On December 1, 1955, Rosa Parks, like Claudette Colvin and Mary Louise Smith before her, refused to give up her seat on a Montgomery bus to a white woman. This led to her arrest, which led to the rapid growth of a new movement- the Montgomery Bus Boycott.
The day after Rosa’s arrest, Jo Ann Robinson with the help of the WPC and many other local Black community leaders, began to create pamphlets calling for a protest of bus segregation. As word spread about the protest, more and more people became involved. On December 5, 1955, 90% of Montgomery’s Black population boycotted using the buses. That afternoon, the Montgomery Improvement Association, or the MIA, was founded during a meeting to coordinate and extend the bus boycott into a long-term campaign, and Dr. Martin Luther King, Jr. was elected president of the association.

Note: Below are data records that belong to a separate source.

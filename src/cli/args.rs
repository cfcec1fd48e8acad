//! CLI argument definitions using clap.
//!
//! ## Commands
//!
//! - `check`: Report Dart key references that are missing or partially translated
//! - `status`: Per-key translation status and overall statistics
//! - `set`, `delete`, `duplicate`, `sort`: Edit the ARB files
//! - `fill-missing`: Add placeholder values for keys a locale lacks
//! - `export`, `import`: Move translations in and out as a key/locale matrix
//! - `validate`: Structural and placeholder checks over the ARB files
//! - `watch`: Reload catalogs as the ARB files change
//! - `init`: Write a default `.arbsyncrc.json`

use std::path::PathBuf;

use clap::{Args, CommandFactory, Parser, Subcommand};

#[derive(Debug, Parser)]
#[command(author, version, about, long_about = None)]
pub struct Arguments {
    #[command(subcommand)]
    pub command: Option<Command>,
}

impl Arguments {
    /// Check if a command was provided, otherwise print help and return None.
    pub fn with_command_or_help(self) -> Option<Self> {
        if self.command.is_none() {
            Self::command().print_help().ok();
            None
        } else {
            Some(self)
        }
    }

    pub fn common(&self) -> Option<&CommonArgs> {
        match self.command.as_ref()? {
            Command::Check(cmd) => Some(&cmd.common),
            Command::Status(cmd) => Some(&cmd.common),
            Command::Set(cmd) => Some(&cmd.common),
            Command::Delete(cmd) => Some(&cmd.common),
            Command::Duplicate(cmd) => Some(&cmd.common),
            Command::Sort(cmd) => Some(&cmd.common),
            Command::FillMissing(cmd) => Some(&cmd.common),
            Command::Export(cmd) => Some(&cmd.common),
            Command::Import(cmd) => Some(&cmd.common),
            Command::Validate(cmd) => Some(&cmd.common),
            Command::Watch(cmd) => Some(&cmd.common),
            Command::Init => None,
        }
    }

    pub fn verbose(&self) -> bool {
        self.common().is_some_and(|c| c.verbose)
    }
}

/// Common arguments shared by all commands.
#[derive(Debug, Clone, Default, Args)]
pub struct CommonArgs {
    /// Flutter project root (default: nearest directory with a pubspec.yaml)
    #[arg(long)]
    pub project_root: Option<PathBuf>,

    /// ARB directory, relative to the project root (overrides l10n.yaml)
    #[arg(long)]
    pub arb_dir: Option<PathBuf>,

    /// Template ARB file name (overrides l10n.yaml)
    #[arg(long)]
    pub template: Option<String>,

    /// Enable verbose output
    #[arg(short, long)]
    pub verbose: bool,
}

#[derive(Debug, Args)]
pub struct CheckCommand {
    #[command(flatten)]
    pub common: CommonArgs,
}

#[derive(Debug, Args)]
pub struct StatusCommand {
    /// Keys to show (default: all)
    pub keys: Vec<String>,

    #[command(flatten)]
    pub common: CommonArgs,
}

#[derive(Debug, Args)]
pub struct SetCommand {
    pub key: String,
    pub locale: String,
    pub value: String,

    /// Description stored in the key's metadata
    #[arg(long)]
    pub description: Option<String>,

    #[command(flatten)]
    pub common: CommonArgs,
}

#[derive(Debug, Args)]
pub struct DeleteCommand {
    pub key: String,

    /// Only delete from this locale (default: every locale)
    #[arg(long)]
    pub locale: Option<String>,

    #[command(flatten)]
    pub common: CommonArgs,
}

#[derive(Debug, Args)]
pub struct DuplicateCommand {
    pub from: String,
    pub to: String,

    #[command(flatten)]
    pub common: CommonArgs,
}

#[derive(Debug, Args)]
pub struct SortCommand {
    /// Only sort this locale (default: every locale)
    #[arg(long)]
    pub locale: Option<String>,

    #[command(flatten)]
    pub common: CommonArgs,
}

#[derive(Debug, Args)]
pub struct FillMissingCommand {
    /// Actually write the placeholder values (default is dry-run)
    #[arg(long)]
    pub apply: bool,

    #[command(flatten)]
    pub common: CommonArgs,
}

#[derive(Debug, Args)]
pub struct ExportCommand {
    /// Output JSON file
    pub output: PathBuf,

    #[command(flatten)]
    pub common: CommonArgs,
}

#[derive(Debug, Args)]
pub struct ImportCommand {
    /// JSON file mapping key to locale to value
    pub input: PathBuf,

    #[command(flatten)]
    pub common: CommonArgs,
}

#[derive(Debug, Args)]
pub struct ValidateCommand {
    #[command(flatten)]
    pub common: CommonArgs,
}

#[derive(Debug, Args)]
pub struct WatchCommand {
    #[command(flatten)]
    pub common: CommonArgs,
}

#[derive(Debug, Subcommand)]
pub enum Command {
    /// Check Dart sources for keys that are missing or partially translated
    Check(CheckCommand),
    /// Show the translation status of keys
    Status(StatusCommand),
    /// Add or update a translation
    Set(SetCommand),
    /// Delete a key
    Delete(DeleteCommand),
    /// Copy a key with its metadata to a new name in every locale
    Duplicate(DuplicateCommand),
    /// Sort ARB entries by key
    Sort(SortCommand),
    /// Add "[LOCALE] default" values for keys a locale lacks
    FillMissing(FillMissingCommand),
    /// Export all translations as a key/locale JSON matrix
    Export(ExportCommand),
    /// Import translations from a key/locale JSON matrix
    Import(ImportCommand),
    /// Check ARB files for invalid keys, placeholder mismatches and gaps
    Validate(ValidateCommand),
    /// Reload catalogs as the ARB files change, until Ctrl-C
    Watch(WatchCommand),
    /// Initialize a new .arbsyncrc.json configuration file
    Init,
}

#[cfg(test)]
mod tests {
    use super::*;

    #[test]
    fn test_parse_set_with_description() {
        let args = Arguments::try_parse_from([
            "arbsync",
            "set",
            "greet",
            "en",
            "Hello {name}",
            "--description",
            "Greeting",
            "-v",
        ])
        .unwrap();
        let Some(Command::Set(cmd)) = &args.command else {
            panic!("expected set command");
        };
        assert_eq!(cmd.key, "greet");
        assert_eq!(cmd.value, "Hello {name}");
        assert_eq!(cmd.description.as_deref(), Some("Greeting"));
        assert!(args.verbose());
    }

    #[test]
    fn test_common_args() {
        let args = Arguments::try_parse_from([
            "arbsync",
            "check",
            "--arb-dir",
            "assets/l10n",
            "--template",
            "intl_en.arb",
        ])
        .unwrap();
        let common = args.common().unwrap();
        assert_eq!(common.arb_dir, Some(PathBuf::from("assets/l10n")));
        assert_eq!(common.template.as_deref(), Some("intl_en.arb"));
        assert!(!args.verbose());
    }

    #[test]
    fn test_init_has_no_common_args() {
        let args = Arguments::try_parse_from(["arbsync", "init"]).unwrap();
        assert!(args.common().is_none());
    }

    #[test]
    fn test_fill_missing_is_kebab_case() {
        let args = Arguments::try_parse_from(["arbsync", "fill-missing", "--apply"]).unwrap();
        assert!(matches!(args.command, Some(Command::FillMissing(ref c)) if c.apply));
    }

    #[test]
    fn test_cli_definition() {
        Arguments::command().debug_assert();
    }
}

On 8 December, the MIA issued a formal list of their demands: courteous treatment by bus operators; first-come, first-served seating for all, with blacks seating from the rear and whites from the front; and black bus operators on predominately black routes. The demands were not met, which led to the extension of the Montgomery Bus Boycott through the next year.
Montgomery city officials tried to quash the Montgomery Bus Boycott by punishing Black taxi drivers who helped Black citizens avoid using the buses- but in response to this, the MIA organized complex networks of taxi carpools to help Black citizens avoid the buses. After King’s home was bombed and he was indicted and charged for his involvement in the boycott, many feared the movement would end, but it kept going strong.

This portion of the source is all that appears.